Kierowcy zrzucą się na MTA

2019-04-01 15:02

To już pewne. Będzie opłata za wjazd do serca Manhattanu. Zapłacą wszyscy, którzy będą chcieli dojechać samochodem do ścisłego biznesowego centrum miasta. Zapis o wprowadzeniu Central Business District Tolling został uwzględniony w stanowym budżecie. Opłata wejdzie w życie pod koniec 2020 r.

Gubernator Andrew Cuomo i przewodniczący stanowego senatu i zgromadzenia osiągnęli porozumienie. W ramach opiewającego na 175,5 mld dol. budżetu uzgodnili powołanie sześcioosobowej rady, która zajmie się opracowaniem szczegółów wdrożenia congestion pricing. Opłata za wjazd do ścisłego centrum ma zostać wprowadzona 31 grudnia 2020 r. i przynieść 15 mld dol., które zostaną przeznaczone na naprawy sieci nowojorskiego metra, Long Island Railroad i Metro North.

Plan zakłada utworzenie elektronicznego systemu poboru opłat dla kierowców samochodów wjeżdżających na obszar na południe od 60th Street. Płatność naliczana ma być raz dziennie, a jej wysokość, być może wspominane już 10 dol., ustali nowa rada. Taki budżetowy zastrzyk dla MTA ma jednak swoją cenę. Politycy ustalili, że MTA przejdzie niezależny audyt, a jego największe plany inwestycyjne będą weryfikować zewnętrzni eksperci.

To jednak niejedyne rozwiązania, które znalazły się w ustalonym właśnie budżecie. Po kieszeni dostaną też bogacze. Od 1 lipca właściciele luksusowych rezydencji i obiektów komercyjnych w NYC będą zobowiązani zapłacić podatek od sprzedaży nieruchomości, jeśli jej cena przekroczy 25 mln dol. Gubernator Cuomo zdołał też wstępnie przekonać większość do utrzymania stawki podatku od nieruchomości na poziomie 2 proc.

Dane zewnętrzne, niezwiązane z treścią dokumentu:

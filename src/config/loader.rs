//! Configuration loading from disk.

use std::fs;
use std::path::Path;

use thiserror::Error;

use crate::config::schema::DispatchConfig;
use crate::config::validation::{validate_config, ValidationError};

/// Error type for configuration loading.
#[derive(Debug, Error)]
pub enum ConfigError {
    #[error("IO error: {0}")]
    Io(#[from] std::io::Error),

    #[error("Parse error: {0}")]
    Parse(#[from] toml::de::Error),

    #[error("Validation failed: {}", join_errors(.0))]
    Validation(Vec<ValidationError>),
}

fn join_errors(errors: &[ValidationError]) -> String {
    errors
        .iter()
        .map(ToString::to_string)
        .collect::<Vec<_>>()
        .join(", ")
}

/// Parse and validate configuration from TOML text.
pub fn parse_config(content: &str) -> Result<DispatchConfig, ConfigError> {
    let config: DispatchConfig = toml::from_str(content)?;
    validate_config(&config).map_err(ConfigError::Validation)?;
    Ok(config)
}

/// Load and validate configuration from a TOML file.
pub fn load_config(path: &Path) -> Result<DispatchConfig, ConfigError> {
    let content = fs::read_to_string(path)?;
    parse_config(&content)
}
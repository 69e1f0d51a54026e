//! Request dispatch state machine.
//!
//! # Data Flow
//! ```text
//! dispatch(request, table)
//!     → REQUEST:INCOMING
//!     → MATCHING: scan table from cursor (method + path, query ignored)
//!         → hit:  cursor = index + 1, bind decoded params + namespace
//!                 → HANDLING: await handler, read continuation
//!                     → proceed      → MATCHING
//!                     → fail / Err   → ERRORED (INTERNAL handler)
//!                     → panic        → ERRORED (INTERNAL handler)
//!                     → nothing      → DONE
//!         → miss: NOT_FOUND (NOT_FOUND handler)
//!     → response ended
//! ```
//!
//! # Design Decisions
//! - The table is borrowed for the whole request; a concurrent rebuild
//!   never changes what an in-flight request scans
//! - The cursor only moves forward, so no route runs twice per request
//! - Error handlers are cloned out of their lock before being called

use std::panic::AssertUnwindSafe;
use std::time::Instant;

use futures_util::FutureExt;
use parking_lot::RwLock;

use crate::config::Environment;
use crate::dispatch::context::{DispatchState, RequestContext};
use crate::dispatch::handler::{
    Continuation, ErrorHandler, ErrorHandlers, ErrorSlot, Handler, HandlerError, HandlerResult,
    Next,
};
use crate::events::{self, EventBus};
use crate::http::request::{decode, PathParams};
use crate::http::Request;
use crate::observability::metrics;
use crate::routing::error::panic_message;
use crate::routing::pattern::{MatchResult, ParamKey};
use crate::routing::{DispatchTable, Route};

/// Drives one request at a time through a dispatch table.
pub struct DispatchEngine {
    bus: EventBus,
    error_handlers: RwLock<ErrorHandlers>,
    environment: RwLock<Environment>,
}

impl DispatchEngine {
    pub fn new(bus: EventBus, environment: Environment) -> Self {
        Self {
            bus,
            error_handlers: RwLock::new(ErrorHandlers::default()),
            environment: RwLock::new(environment),
        }
    }

    /// Replace the handler in `slot`.
    pub fn set_error_handler(&self, slot: ErrorSlot, handler: ErrorHandler) {
        tracing::debug!(slot = %slot, "Error handler replaced");
        self.error_handlers.write().set(slot, handler);
    }

    pub fn error_handler(&self, slot: ErrorSlot) -> ErrorHandler {
        self.error_handlers.read().get(slot)
    }

    pub fn environment(&self) -> Environment {
        *self.environment.read()
    }

    pub fn set_environment(&self, environment: Environment) {
        *self.environment.write() = environment;
    }

    /// Run `request` against `table` until a terminal state is reached.
    ///
    /// The returned context always carries an ended response.
    pub async fn dispatch(&self, request: Request, table: &DispatchTable) -> RequestContext {
        let started = Instant::now();
        let mut cx = RequestContext::new(request, self.environment());

        tracing::debug!(
            method = %cx.request.method(),
            target_path = %cx.request.target(),
            request_id = cx.request.request_id().unwrap_or("-"),
            routes = table.len(),
            "Dispatching request"
        );
        events::emit(&self.bus, events::REQUEST_INCOMING, vec![cx.describe()]);

        loop {
            let Some((index, route, matched)) = next_match(table, &cx) else {
                self.not_found(&mut cx);
                break;
            };

            cx.advance_to(index + 1);
            cx.request.set_params(bind_params(matched));
            cx.response
                .set_view_namespace(route.view_namespace().map(str::to_owned));
            cx.set_state(DispatchState::Handling);

            tracing::debug!(
                index,
                method = %route.method(),
                path = route.path(),
                "Route matched"
            );

            let (next, mut continuation) = Next::channel();
            let outcome = invoke(route.handler(), &mut cx, next).await;

            match outcome {
                Err(payload) => {
                    let message = panic_message(&*payload);
                    self.fail(&mut cx, HandlerError::Panicked(message));
                    break;
                }
                Ok(Err(error)) => {
                    self.fail(&mut cx, error);
                    break;
                }
                Ok(Ok(())) => match continuation.try_recv() {
                    Ok(Continuation::Proceed) => cx.set_state(DispatchState::Matching),
                    Ok(Continuation::Fail(error)) => {
                        self.fail(&mut cx, error);
                        break;
                    }
                    Err(_) => {
                        cx.set_state(DispatchState::Done);
                        break;
                    }
                },
            }
        }

        cx.response.end();
        metrics::record_dispatch(cx.state(), started);
        cx
    }

    fn fail(&self, cx: &mut RequestContext, error: HandlerError) {
        tracing::warn!(
            target_path = %cx.request.target(),
            error = %error,
            "Request errored"
        );
        cx.set_last_error(error);
        cx.set_state(DispatchState::Errored);
        events::emit(&self.bus, events::REQUEST_ERRORED, vec![cx.describe()]);
        self.run_error_handler(ErrorSlot::Internal, cx);
        cx.response.end();
    }

    fn not_found(&self, cx: &mut RequestContext) {
        tracing::warn!(
            method = %cx.request.method(),
            target_path = %cx.request.target(),
            "No route matched"
        );
        let target = cx.request.target().to_string();
        cx.set_last_error(HandlerError::NotFound(target));
        cx.set_state(DispatchState::NotFound);
        events::emit(&self.bus, events::REQUEST_NOT_FOUND, vec![cx.describe()]);
        self.run_error_handler(ErrorSlot::NotFound, cx);
    }

    fn run_error_handler(&self, slot: ErrorSlot, cx: &mut RequestContext) {
        let handler = self.error_handler(slot);
        let result = std::panic::catch_unwind(AssertUnwindSafe(|| handler(cx)));
        if let Err(payload) = result {
            tracing::error!(
                slot = %slot,
                panic = %panic_message(&*payload),
                "Error handler panicked"
            );
            cx.response
                .set_status(axum::http::StatusCode::INTERNAL_SERVER_ERROR)
                .send("Internal Server Error");
        }
    }
}

impl std::fmt::Debug for DispatchEngine {
    fn fmt(&self, f: &mut std::fmt::Formatter<'_>) -> std::fmt::Result {
        f.debug_struct("DispatchEngine")
            .field("environment", &self.environment())
            .finish_non_exhaustive()
    }
}

/// Run `handler` to completion. Panics raised while the handler builds
/// its future are caught along with those raised while it is polled.
async fn invoke(
    handler: &Handler,
    cx: &mut RequestContext,
    next: Next,
) -> std::thread::Result<HandlerResult> {
    let future = std::panic::catch_unwind(AssertUnwindSafe(move || handler.call(cx, next)))?;
    AssertUnwindSafe(future).catch_unwind().await
}

fn next_match<'t>(
    table: &'t DispatchTable,
    cx: &RequestContext,
) -> Option<(usize, &'t Route, MatchResult)> {
    let method = cx.request.method();
    let path = cx.request.path();
    table
        .routes()
        .iter()
        .enumerate()
        .skip(cx.cursor())
        .find_map(|(index, route)| route.matches(method, path).map(|m| (index, route, m)))
}

fn bind_params(matched: MatchResult) -> PathParams {
    let entries = matched
        .params
        .into_iter()
        .map(|(key, value)| {
            let key = match key {
                ParamKey::Name(name) => ParamKey::Name(decode(&name)),
                index => index,
            };
            (key, decode(&value))
        })
        .collect();
    PathParams::new(entries)
}
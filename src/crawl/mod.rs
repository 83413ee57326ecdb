// src/crawl/mod.rs
// =============================================================================
// This module is the crawl engine: a breadth-first search over article links.
//
// Submodules:
// - page: one article, with write-once fetch result and discovery route
// - registry: the shared URL -> Page map (one Page per URL)
// - pipeline: bounded worker pool, results handed back in submission order
// - driver: the BFS loop (frontier, hit detection, route reconstruction)
// - progress: the per-step status line
//
// Features:
// - Parallel fetching with a configurable number of workers
// - Shortest route guaranteed despite fetches finishing out of order
// - Unreachable or broken pages become dead ends instead of errors
// =============================================================================

mod driver;
mod page;
mod pipeline;
mod progress;
mod registry;

#[cfg(test)]
mod testing;

pub use driver::{CrawlOutcome, Crawler};
pub use page::{FetchState, Page};
pub use progress::{format_route, ProgressReporter, StepRecord};
pub use registry::PageRegistry;

use std::thread;

// What every fetch needs: the way to download pages and the registry that
// turns their links into Pages. Shared by the driver and all workers.
pub struct CrawlContext<F> {
    pub fetcher: F,
    pub registry: PageRegistry,
}

impl<F> CrawlContext<F> {
    pub fn new(fetcher: F, registry: PageRegistry) -> Self {
        Self { fetcher, registry }
    }
}

// Configuration of the crawl engine
#[derive(Debug, Clone)]
pub struct CrawlConfig {
    /// Maximum number of fetches running at the same time.
    pub workers: usize,
}

impl Default for CrawlConfig {
    fn default() -> Self {
        Self {
            workers: default_workers(),
        }
    }
}

// One worker per available CPU, or 1 if that can't be determined
pub fn default_workers() -> usize {
    thread::available_parallelism()
        .map(|n| n.get())
        .unwrap_or(1)
}
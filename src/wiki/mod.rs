// src/wiki/mod.rs
// =============================================================================
// Everything that knows what Wikipedia looks like.
//
// Submodules:
// - article: title <-> URL helpers (base URL per locale, placeholders)
// - links: pulls the title and article links out of a page's HTML
// - http: the Fetcher capability and its reqwest implementation
//
// The crawl engine (src/crawl/) only sees Urls, titles and the Fetcher trait.
// =============================================================================

mod article;
mod http;
mod links;

pub use article::{article_url, canonical_url, placeholder_title, wiki_base};
pub use http::{Fetcher, HttpConfig, HttpFetcher};
pub use links::extract_article;
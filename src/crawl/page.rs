// src/crawl/page.rs
// =============================================================================
// One article in the crawl.
//
// A Page is created the first time its URL is seen (see registry.rs) and is
// shared as Arc<Page> between the driver and the fetch workers. All of its
// mutable state is write-once:
//
//   outcome  - tokio OnceCell: Unfetched until the single fetch finishes,
//              then Fetched{title, children} or Failed, never changes again
//   route    - OnceLock: the titles from the start page to this page's parent,
//              assigned at first discovery and never overwritten
//   visited  - AtomicBool: flipped once when the driver processes the page
//
// Because nothing is ever rewritten, readers need no lock at all.
// =============================================================================

use std::fmt;
use std::sync::atomic::{AtomicBool, Ordering};
use std::sync::{Arc, OnceLock};

use tokio::sync::OnceCell;
use tracing::{debug, warn};
use url::Url;

use super::CrawlContext;
use crate::wiki::{extract_article, placeholder_title, Fetcher};

#[derive(Debug, Clone, Copy, PartialEq, Eq)]
pub enum FetchState {
    Unfetched,
    Fetched,
    Failed,
}

enum FetchOutcome {
    Fetched { title: String, children: Vec<Arc<Page>> },
    Failed,
}

pub struct Page {
    url: Url,
    placeholder: String,
    outcome: OnceCell<FetchOutcome>,
    route: OnceLock<Vec<String>>,
    visited: AtomicBool,
}

impl Page {
    // Only the registry creates pages, so there is one per canonical URL
    pub(super) fn new(url: Url) -> Self {
        let placeholder = placeholder_title(&url);
        Self {
            url,
            placeholder,
            outcome: OnceCell::new(),
            route: OnceLock::new(),
            visited: AtomicBool::new(false),
        }
    }

    pub fn url(&self) -> &Url {
        &self.url
    }

    /// The real title once fetched, the `?Segment` placeholder otherwise.
    pub fn title(&self) -> &str {
        match self.outcome.get() {
            Some(FetchOutcome::Fetched { title, .. }) => title,
            _ => &self.placeholder,
        }
    }

    /// Outgoing article links; empty before the fetch and after a failure.
    pub fn children(&self) -> &[Arc<Page>] {
        match self.outcome.get() {
            Some(FetchOutcome::Fetched { children, .. }) => children,
            _ => &[],
        }
    }

    pub fn fetch_state(&self) -> FetchState {
        match self.outcome.get() {
            None => FetchState::Unfetched,
            Some(FetchOutcome::Fetched { .. }) => FetchState::Fetched,
            Some(FetchOutcome::Failed) => FetchState::Failed,
        }
    }

    /// Route from the start page to this page's parent, if discovered.
    pub fn route(&self) -> Option<&[String]> {
        self.route.get().map(Vec::as_slice)
    }

    /// Records the discovery route. Returns true only for the first call;
    /// later discoveries are longer (or equal) and are ignored.
    pub fn discover(&self, route: Vec<String>) -> bool {
        self.route.set(route).is_ok()
    }

    pub fn is_visited(&self) -> bool {
        self.visited.load(Ordering::Acquire)
    }

    /// Marks the page visited. Returns false if it already was.
    pub fn mark_visited(&self) -> bool {
        !self.visited.swap(true, Ordering::AcqRel)
    }

    /// Downloads and parses the page, at most once.
    ///
    /// Concurrent callers wait for the same in-flight fetch; later callers
    /// return immediately. Transport and parse errors are logged and leave
    /// the page `Failed` with no children; they never reach the caller.
    pub async fn fetch<F: Fetcher>(&self, ctx: &CrawlContext<F>) -> FetchState {
        self.outcome
            .get_or_init(|| self.load(ctx))
            .await;
        self.fetch_state()
    }

    async fn load<F: Fetcher>(&self, ctx: &CrawlContext<F>) -> FetchOutcome {
        let fetched = ctx.fetcher.fetch(&self.url).await;
        let extracted = match fetched.and_then(|html| extract_article(&html, &self.url)) {
            Ok(extracted) => extracted,
            Err(e) => {
                let kind = if e.is_transport() { "unreachable" } else { "unusable" };
                warn!(url = %self.url, error = %e, "{} page, treating it as a dead end", kind);
                return FetchOutcome::Failed;
            }
        };

        let children: Vec<Arc<Page>> = extracted
            .links
            .into_iter()
            .map(|link| ctx.registry.get_or_create(&link))
            .collect();

        debug!(url = %self.url, title = %extracted.title, children = children.len(), "fetched");

        FetchOutcome::Fetched {
            title: extracted.title,
            children,
        }
    }
}

// Children are printed as a count: the link graph has cycles
impl fmt::Debug for Page {
    fn fmt(&self, f: &mut fmt::Formatter<'_>) -> fmt::Result {
        f.debug_struct("Page")
            .field("url", &self.url.as_str())
            .field("title", &self.title())
            .field("state", &self.fetch_state())
            .field("children", &self.children().len())
            .field("visited", &self.is_visited())
            .finish()
    }
}

#[cfg(test)]
mod tests {
    use super::*;
    use crate::crawl::testing::FakeWiki;
    use crate::crawl::PageRegistry;

    fn context(wiki: FakeWiki) -> CrawlContext<FakeWiki> {
        CrawlContext::new(wiki, PageRegistry::new())
    }

    #[tokio::test]
    async fn test_fetch_fills_title_and_children() {
        let wiki = FakeWiki::new().page("Start", "Start page", &["A", "B", "A"]);
        let ctx = context(wiki);
        let page = ctx.registry.get_or_create(&FakeWiki::url("Start"));

        assert_eq!(page.fetch_state(), FetchState::Unfetched);
        assert_eq!(page.title(), "?Start");
        assert!(page.children().is_empty());

        assert_eq!(page.fetch(&ctx).await, FetchState::Fetched);
        assert_eq!(page.title(), "Start page");

        let children: Vec<&str> = page.children().iter().map(|c| c.title()).collect();
        assert_eq!(children, vec!["?A", "?B", "?A"]);
        // Both "A" links point at the same registry entry
        assert!(Arc::ptr_eq(&page.children()[0], &page.children()[2]));
    }

    #[tokio::test]
    async fn test_idempotent_fetch() {
        let wiki = FakeWiki::new().page("Start", "Start", &["A"]);
        let ctx = context(wiki);
        let page = ctx.registry.get_or_create(&FakeWiki::url("Start"));

        page.fetch(&ctx).await;
        let first_children = page.children().len();
        assert_eq!(page.fetch(&ctx).await, FetchState::Fetched);

        assert_eq!(ctx.fetcher.fetch_count("Start"), 1);
        assert_eq!(page.children().len(), first_children);
    }

    #[tokio::test(flavor = "multi_thread", worker_threads = 4)]
    async fn test_concurrent_fetch_hits_network_once() {
        let wiki = FakeWiki::new()
            .page("Start", "Start", &["A"])
            .delay("Start", 30);
        let ctx = Arc::new(context(wiki));
        let page = ctx.registry.get_or_create(&FakeWiki::url("Start"));

        let tasks: Vec<_> = (0..8)
            .map(|_| {
                let ctx = Arc::clone(&ctx);
                let page = Arc::clone(&page);
                tokio::spawn(async move { page.fetch(&ctx).await })
            })
            .collect();
        for task in tasks {
            assert_eq!(task.await.unwrap(), FetchState::Fetched);
        }

        assert_eq!(ctx.fetcher.fetch_count("Start"), 1);
    }

    #[tokio::test]
    async fn test_transport_failure_is_swallowed() {
        let wiki = FakeWiki::new().page("Start", "Start", &["A"]).failing("Start");
        let ctx = context(wiki);
        let page = ctx.registry.get_or_create(&FakeWiki::url("Start"));

        assert_eq!(page.fetch(&ctx).await, FetchState::Failed);
        assert!(page.children().is_empty());
        assert_eq!(page.title(), "?Start");

        // Failed is final: no retry
        assert_eq!(page.fetch(&ctx).await, FetchState::Failed);
        assert_eq!(ctx.fetcher.fetch_count("Start"), 1);
    }

    #[tokio::test]
    async fn test_malformed_page_is_failed() {
        let wiki = FakeWiki::new().raw("Broken", "<p>no heading here</p>");
        let ctx = context(wiki);
        let page = ctx.registry.get_or_create(&FakeWiki::url("Broken"));

        assert_eq!(page.fetch(&ctx).await, FetchState::Failed);
        assert!(page.children().is_empty());
    }

    #[test]
    fn test_route_is_assigned_once() {
        let registry = PageRegistry::new();
        let page = registry.get_or_create(&FakeWiki::url("A"));

        assert_eq!(page.route(), None);
        assert!(page.discover(vec!["Start".to_string()]));
        assert!(!page.discover(vec!["Start".to_string(), "Other".to_string()]));
        assert_eq!(page.route(), Some(&["Start".to_string()][..]));
    }

    #[test]
    fn test_mark_visited_once() {
        let registry = PageRegistry::new();
        let page = registry.get_or_create(&FakeWiki::url("A"));

        assert!(!page.is_visited());
        assert!(page.mark_visited());
        assert!(!page.mark_visited());
        assert!(page.is_visited());
    }
}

Nie krył zadowolenia z pomyślnego zakończenia rozmów nad budżetem.

– Od początku mówiłem, że nie przygotujemy budżetu, który nie uwzględnia trzech palących dla tego stanu od dekad kwestii, czyli stawki podatku od nieruchomości, reformy prawa karnego i naprawy MTA w tym opłat za wjazd do centrum – powiedział gubernator.
Głosowania nad budżetem rozpoczęły się w niedzielę rano i miały potrwać  maksymalnie do północy, bo 1 kwietnia mija termin uchwalenia budżetu, którego jednym z elementów są podwyżki dla stanowych polityków.